Also, this should allow the user to see the schema that will result from merging several files,
e.g.
{{{
a = load('/user/me/mydata/*')
describe a;
}}}
should return the merged schema of all the files in the directory `/user/me/mydata`.

'''Rational''':  Goal 2.

'''Category''':  User experience.

'''Requestor''':  Users, Development. 

'''Depends On''': [#Metadata Metadata]

'''Current Situation''':  As of pig 1.2 the second type of describe (schema of a current relation)
can be done.  Describing the schema of a file cannot be
done until metadata about the file exists.

'''Estimated Development Effort''':  Small.

'''Urgency''':  Medium.

[[Anchor(Documentation)]]
=== Documentation ===
'''Explanation''':  Pig users need comprehensive user documentation that will help them write
queries, write user defined functions, submit their pig scripts
to the cluster, etc.  

'''Rational''':  Goal 1.

'''Requestor''':  Users, Development. 

'''Category''':  User experience.

'''Depends On''':  

'''Current Situation''':  There are a few existing wiki pages at http://wiki.apache.org/pig/.
However, there is not enough at this time to allow users to get started
with pig, and what there is is not collected into a coherent whole with an index etc.

'''Estimated Development Effort''':  Medium.  This effort requires expertise not currently
existing in the Pig development team.  A
document writer is needed to assist the team in this.

'''Urgency''':  High.

[[Anchor(Early_Error_Detection_and_Failure)]]
=== Early Error Detection and Failure ===
'''Explanation''':  Errors should be detected in pig queries at the earliest possible opportunity.
 This includes syntax parsing that should be done
before pig connects to HOD at all, and type checking that should be done before the jobs are
submitted to Map Reduce.

'''Rational''':  Goal 1.

'''Category''':  User experience.

'''Requestor''':  Development

'''Depends On''':  Some types of checking will require [#Metadata Metadata], others could
be accomplished without it.

'''Current Situation''':  Currently a number of errors are not detected until runtime.
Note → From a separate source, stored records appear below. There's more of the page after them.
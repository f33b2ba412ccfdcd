//! Mail record endpoints: CRUD plus bulk fetch and bulk destroy.

use axum::{
    extract::{OriginalUri, Path, Query, State},
    http::StatusCode,
    Json,
};
use serde::Deserialize;
use serde_json::Value;
use uuid::Uuid;

use crate::{
    api::controller::{self, DestroyManyRequest},
    api::models::mails::{ListMailsQuery, MailCreate, MailResponse, MailUpdate},
    auth::current_user::MaybeUser,
    auth::policy::{elevated_or_owner, AccessPolicy},
    db::handlers::Mails,
    db::models::mails::{MailCreateDBRequest, MailUpdateDBRequest},
    errors::{Error, Result},
    types::{Capability, MailId, Operation},
    AppState,
};

/// Anyone logged in can read and create mail records; changing someone
/// else's records takes the elevated role.
fn policy() -> AccessPolicy {
    AccessPolicy::new()
        .with(Operation::List, Capability::Authenticated)
        .with(Operation::Retrieve, Capability::Authenticated)
        .with(Operation::Create, Capability::Authenticated)
        .with(Operation::Update, elevated_or_owner())
        .with(Operation::Destroy, Capability::Elevated)
        .with(Operation::DestroyAll, Capability::Authenticated)
        .with(Operation::GetMany, Capability::Elevated)
}

#[derive(Debug, Deserialize)]
pub struct GetManyQuery {
    /// Comma-separated list of IDs
    pub id: Option<String>,
}

pub(crate) fn parse_id_list(raw: Option<&str>) -> Result<Vec<Uuid>> {
    let Some(raw) = raw else {
        return Ok(Vec::new());
    };

    raw.split(',')
        .filter(|s| !s.trim().is_empty())
        .map(|s| {
            Uuid::parse_str(s.trim()).map_err(|_| Error::BadRequest {
                message: format!("Invalid id: {s}"),
            })
        })
        .collect()
}

#[tracing::instrument(skip_all)]
pub async fn list_mails(
    State(state): State<AppState>,
    OriginalUri(uri): OriginalUri,
    MaybeUser(user): MaybeUser,
    Query(query): Query<ListMailsQuery>,
) -> Result<Json<Value>> {
    let mut conn = state.db.acquire().await.map_err(|e| Error::Database(e.into()))?;
    let mut repo = Mails::new(&mut conn);

    controller::list::<_, MailResponse>(
        &mut repo,
        &state.cache,
        &policy(),
        user.as_ref(),
        &uri.to_string(),
        &query.to_filter(),
        &query.pagination,
    )
    .await
}

#[tracing::instrument(skip_all)]
pub async fn get_mail(
    State(state): State<AppState>,
    OriginalUri(uri): OriginalUri,
    MaybeUser(user): MaybeUser,
    Path(id_or_slug): Path<String>,
) -> Result<Json<Value>> {
    let mut conn = state.db.acquire().await.map_err(|e| Error::Database(e.into()))?;
    let mut repo = Mails::new(&mut conn);

    controller::retrieve::<_, MailResponse>(&mut repo, &state.cache, &policy(), user.as_ref(), &uri.to_string(), &id_or_slug).await
}

#[tracing::instrument(skip_all)]
pub async fn create_mail(
    State(state): State<AppState>,
    MaybeUser(user): MaybeUser,
    Json(create): Json<MailCreate>,
) -> Result<(StatusCode, Json<MailResponse>)> {
    let mut request = MailCreateDBRequest::from(create);
    request.created_by = user.as_ref().map(|u| u.id);

    let mut conn = state.db.acquire().await.map_err(|e| Error::Database(e.into()))?;
    let mut repo = Mails::new(&mut conn);

    controller::create::<_, MailResponse>(&mut repo, &state.cache, &policy(), user.as_ref(), &request).await
}

#[tracing::instrument(skip_all)]
pub async fn update_mail(
    State(state): State<AppState>,
    MaybeUser(user): MaybeUser,
    Path(id): Path<MailId>,
    Json(update): Json<MailUpdate>,
) -> Result<Json<MailResponse>> {
    let request = MailUpdateDBRequest::from(update);

    let mut tx = state.db.begin().await.map_err(|e| Error::Database(e.into()))?;
    let updated = {
        let mut repo = Mails::new(&mut tx);
        controller::update::<_, MailResponse>(&mut repo, &state.cache, &policy(), user.as_ref(), id, &request).await?
    };
    tx.commit().await.map_err(|e| Error::Database(e.into()))?;

    Ok(updated)
}

#[tracing::instrument(skip_all)]
pub async fn delete_mail(State(state): State<AppState>, MaybeUser(user): MaybeUser, Path(id): Path<MailId>) -> Result<StatusCode> {
    let mut tx = state.db.begin().await.map_err(|e| Error::Database(e.into()))?;
    let status = {
        let mut repo = Mails::new(&mut tx);
        controller::destroy(&mut repo, &state.cache, &policy(), user.as_ref(), id).await?
    };
    tx.commit().await.map_err(|e| Error::Database(e.into()))?;

    Ok(status)
}

#[tracing::instrument(skip_all)]
pub async fn delete_many_mails(
    State(state): State<AppState>,
    MaybeUser(user): MaybeUser,
    Json(body): Json<DestroyManyRequest>,
) -> Result<(StatusCode, Json<Value>)> {
    let mut tx = state.db.begin().await.map_err(|e| Error::Database(e.into()))?;
    let result = {
        let mut repo = Mails::new(&mut tx);
        controller::destroy_all::<_, MailResponse>(&mut repo, &state.cache, &policy(), user.as_ref(), &body.items).await?
    };
    tx.commit().await.map_err(|e| Error::Database(e.into()))?;

    Ok(result)
}

#[tracing::instrument(skip_all)]
pub async fn get_many_mails(
    State(state): State<AppState>,
    MaybeUser(user): MaybeUser,
    Query(query): Query<GetManyQuery>,
) -> Result<Json<Vec<MailResponse>>> {
    let ids = parse_id_list(query.id.as_deref())?;

    let mut conn = state.db.acquire().await.map_err(|e| Error::Database(e.into()))?;
    let mut repo = Mails::new(&mut conn);

    controller::get_many::<_, MailResponse>(&mut repo, &policy(), user.as_ref(), &ids).await
}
'''Estimated Development Effort''':  Small.

'''Urgency''':  Medium.

[[Anchor(Error_Handling)]]
=== Error Handling ===
'''Explanation''':    Pig needs to divide errors into categories of:
   * Warning:  Something went wrong but it is not a significant enough issue to stop execution,
though a particular data value may be lost (and replaced by a NULL).  For example, would be
used in a divide by 0 error.
   * Error:  Something went wrong and the current task will be aborted, but the query as a
whole should continue and the task should be retried.  For example, a resource was temporarily
unavaible. 
   * Fatal:  Something went wrong and there is no reason to attempt to finish executing the
query.  For example, the requested data file cannot be found.

'''Rational''':  Goal 1.

'''Category''':  Production quality.

'''Requestor''':  Development.

'''Depends On''':  [#NULL_Support NULL Support]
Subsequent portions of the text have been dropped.